Politik Ala Demokrasi
Demokrasi telah memberikan hak penuh kepada kepada manusia untuk membuat peraturannya sendiri. Manusia berkuasa dan mempunyai hak penuh atas hukum yang berlaku. Suara mayoritas menjadi terdepan tanpa memikirkan apakah itu halal atau haram.
Semua dilegitimasi atas nama dari rakyat oleh, rakyat dan untuk rakyat. Tetapi, kenyataanya ‘rakyat pilihan’ lah penentu setiap kebijakan. Imbasnya, rakyat biasa menjadi pihak yang dirugikan.
Korban akibat keserakahan segelintir manusia yang mementingkan individu dan kelompoknya masing-masing.

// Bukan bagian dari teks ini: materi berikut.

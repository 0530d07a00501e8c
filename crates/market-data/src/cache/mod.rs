//! Two-tier quote cache.
//!
//! Reads check the fast process-local tier first, then the optional
//! shared store; shared hits are backfilled into the local tier. Writes
//! populate the local tier synchronously (which decides the operation's
//! success) and the shared tier as a detached best-effort task. The
//! shared tier's complete absence degrades to local-only caching without
//! errors - only the hit rate across instances suffers.
//!
//! Cache keys carry a one-minute time bucket
//! (`quote:{kind}:{ID}:{bucket}`) so near-simultaneous requests for the
//! same symbol collapse onto the same entry.

mod local;

pub use local::{CacheEntry, LocalCache};

use std::sync::atomic::{AtomicU64, Ordering};
use std::sync::Arc;
use std::time::Duration;

use chrono::{DateTime, Utc};
use log::{debug, warn};
use serde::Serialize;

use finboard_shared_store::SharedStore;

use crate::models::{Quote, QuoteKind};

/// Default time-to-live for cached quotes.
pub const DEFAULT_TTL: Duration = Duration::from_secs(300);

/// Default bound on the local tier's entry count.
pub const DEFAULT_MAX_ENTRIES: usize = 500;

/// Build the cache key for a quote at a given instant.
///
/// The minute bucket is `timestamp_millis / 60_000`; the identifier is
/// uppercased so "aapl" and "AAPL" share an entry.
pub fn cache_key(kind: QuoteKind, id: &str, at: DateTime<Utc>) -> String {
    format!(
        "quote:{}:{}:{}",
        kind.as_str(),
        id.to_uppercase(),
        at.timestamp_millis() / 60_000
    )
}

/// Key prefix shared by every bucket generation of one quote.
fn key_prefix(kind: QuoteKind, id: &str) -> String {
    format!("quote:{}:{}:", kind.as_str(), id.to_uppercase())
}

/// Bucketed keys to probe in the shared tier, newest first.
///
/// The shared store evicts entries at their TTL, so only buckets young
/// enough to still be alive are worth probing.
fn shared_candidate_keys(
    kind: QuoteKind,
    id: &str,
    now: DateTime<Utc>,
    ttl: Duration,
) -> Vec<String> {
    let buckets_back = (ttl.as_secs() / 60).min(10);
    (0..=buckets_back as i64)
        .map(|back| cache_key(kind, id, now - chrono::Duration::minutes(back)))
        .collect()
}

/// Cache statistics reported by the health-status query.
#[derive(Clone, Debug, Serialize)]
pub struct CacheStats {
    pub local_entries: usize,
    pub local_capacity: usize,
    pub shared_configured: bool,
    pub hits: u64,
    pub misses: u64,
    pub hit_rate: f64,
}

/// Two-tier cache: local always, shared when configured.
pub struct TieredCache {
    local: LocalCache,
    shared: Option<Arc<dyn SharedStore>>,
    ttl: Duration,
    hits: AtomicU64,
    misses: AtomicU64,
}

impl TieredCache {
    /// Local-only cache.
    pub fn new(max_entries: usize, ttl: Duration) -> Self {
        Self {
            local: LocalCache::new(max_entries),
            shared: None,
            ttl,
            hits: AtomicU64::new(0),
            misses: AtomicU64::new(0),
        }
    }

    /// Cache backed by a shared store.
    pub fn with_shared(max_entries: usize, ttl: Duration, store: Arc<dyn SharedStore>) -> Self {
        Self {
            shared: Some(store),
            ..Self::new(max_entries, ttl)
        }
    }

    pub fn ttl(&self) -> Duration {
        self.ttl
    }

    /// Fresh read: local tier, then shared tier with local backfill.
    pub async fn get(&self, kind: QuoteKind, id: &str) -> Option<Quote> {
        let prefix = key_prefix(kind, id);

        if let Some(quote) = self.local.get_fresh(&prefix) {
            self.hits.fetch_add(1, Ordering::Relaxed);
            return Some(quote);
        }

        if let Some(store) = &self.shared {
            let now = Utc::now();
            for key in shared_candidate_keys(kind, id, now, self.ttl) {
                match store.get(&key).await {
                    Ok(Some(payload)) => match serde_json::from_str::<CacheEntry>(&payload) {
                        Ok(entry) if entry.is_fresh(now) => {
                            debug!("shared cache hit for {}, backfilling local tier", key);
                            self.local.insert(key, entry.clone());
                            self.hits.fetch_add(1, Ordering::Relaxed);
                            return Some(entry.quote);
                        }
                        Ok(_) => {}
                        Err(e) => {
                            warn!("discarding undecodable shared cache entry {}: {}", key, e);
                        }
                    },
                    Ok(None) => {}
                    Err(e) => {
                        // Shared tier trouble is a degradation, not an error;
                        // stop probing and fall through to a miss.
                        warn!("shared cache read failed for {}: {}", key, e);
                        break;
                    }
                }
            }
        }

        self.misses.fetch_add(1, Ordering::Relaxed);
        None
    }

    /// Write a quote into both tiers.
    ///
    /// The local write is synchronous and sufficient for the operation to
    /// succeed; the shared write is detached and best-effort.
    pub async fn set(&self, kind: QuoteKind, id: &str, quote: &Quote) {
        self.set_at(kind, id, quote, Utc::now());
    }

    fn set_at(&self, kind: QuoteKind, id: &str, quote: &Quote, now: DateTime<Utc>) {
        let key = cache_key(kind, id, now);
        let expires_at = now
            + chrono::Duration::from_std(self.ttl).unwrap_or_else(|_| chrono::Duration::zero());
        let entry = CacheEntry::new(quote.clone(), expires_at);

        if let Some(store) = &self.shared {
            match serde_json::to_string(&entry) {
                Ok(payload) => {
                    let store = Arc::clone(store);
                    let shared_key = key.clone();
                    let ttl = self.ttl;
                    tokio::spawn(async move {
                        if let Err(e) = store.set_with_ttl(&shared_key, &payload, ttl).await {
                            warn!("shared cache write failed for {}: {}", shared_key, e);
                        }
                    });
                }
                Err(e) => warn!("failed to serialize cache entry for {}: {}", key, e),
            }
        }

        self.local.insert(key, entry);
    }

    /// Stale read: newest local entry for the quote, expired or not.
    ///
    /// Used only by the aggregation service's last-resort fallback. The
    /// shared tier evicts at TTL and cannot participate.
    pub fn get_stale(&self, kind: QuoteKind, id: &str) -> Option<Quote> {
        self.local.get_stale(&key_prefix(kind, id))
    }

    pub fn stats(&self) -> CacheStats {
        let hits = self.hits.load(Ordering::Relaxed);
        let misses = self.misses.load(Ordering::Relaxed);
        let total = hits + misses;
        let hit_rate = if total > 0 {
            hits as f64 / total as f64
        } else {
            0.0
        };

        CacheStats {
            local_entries: self.local.len(),
            local_capacity: self.local.capacity(),
            shared_configured: self.shared.is_some(),
            hits,
            misses,
            hit_rate,
        }
    }

    #[cfg(test)]
    fn insert_local(&self, key: String, entry: CacheEntry) {
        self.local.insert(key, entry);
    }
}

Maka wajar, jika kebijakan yang dihasilkan selalu ‘menyakiti hati’ rakyat. Pengelolaan SDA dan segala asset negara selalu tekor sebab salah kelola.
Demokrasi telah memberi peluang manusia untuk mengatur dirinya sendiri. Padahal, secara fitrah manusia itu terbatas, lemah dan memiliki hawa nafsu. Mengesampingkan hukum Allah Swt. yang Maha Pengatur. Itulah sebabnya, segala aturan hasil pikiran manusia selalu menimbulkan kemudharatan secara luas.
Demokrasi berasaskan ide sekularisme telah berhasil memisahkan antara kehidupan dan akhirat. Sehingga, segala bentuk pelanggaran atas agama dalam negara tak dipersoalkan.
Sebab, ide tersebut memisahkan agama dengan kehidupan. Agama cukup di pesantren, masjid, dan lembaga keagaamaan. Sedangkan, persoalan politik, ekonomi, sosial-budaya, pendidikan dan kesehatan itu ranah pemerintahan yang diatur sendiri oleh suara mayoritas.
Seluruh hajat hidup rakyat diatur oleh manusia yang terbatas. Akibatnya, bermunculan-lah individu-individu yang culas dan serakah akan kekuasaan. Membuat hukum sesuai dengan kepentingan diri dan kelompok semata. Slogan ‘bekerja untuk kemaslahatan rakyat’ rupanya hanya isapan jempol, “jauh api dari panggang“. Fakta terlanjur menghiasi pandangan, mengalahkan slogan penuh bualan.
Begitulah karakteristik demokrasi, mencetak para pemimpin yang hanya mementingkan kemanfaatan semata. Sehingga, wajar jika penundaan pemilu 2024 membawa ‘angin segar’ para elit politik yang telah terlanjur duduk di kursi kekuasaan.
Namun tidak bagi para oposisi, yang menganggap jika itu terjadi, maka kesempatan untuk menduduki kursi elit kandas. Bagi elit politik yang pro dan kontra sama memikirkan ‘kesempatan’. Demokrasi pun menghasilkan para elit politik yang minim empati. Justru, lebih mengejar kemaslahatan pribadi dan kelompoknya.
Sejatinya, kemaslahatan rakyat seharusnya menjadi tujuan setiap aktifitas politis, justru hal ini luput dari perhatian mereka. Sayang, kepentingan rakyat bukan lagi prioritas untuk diperjuangkan.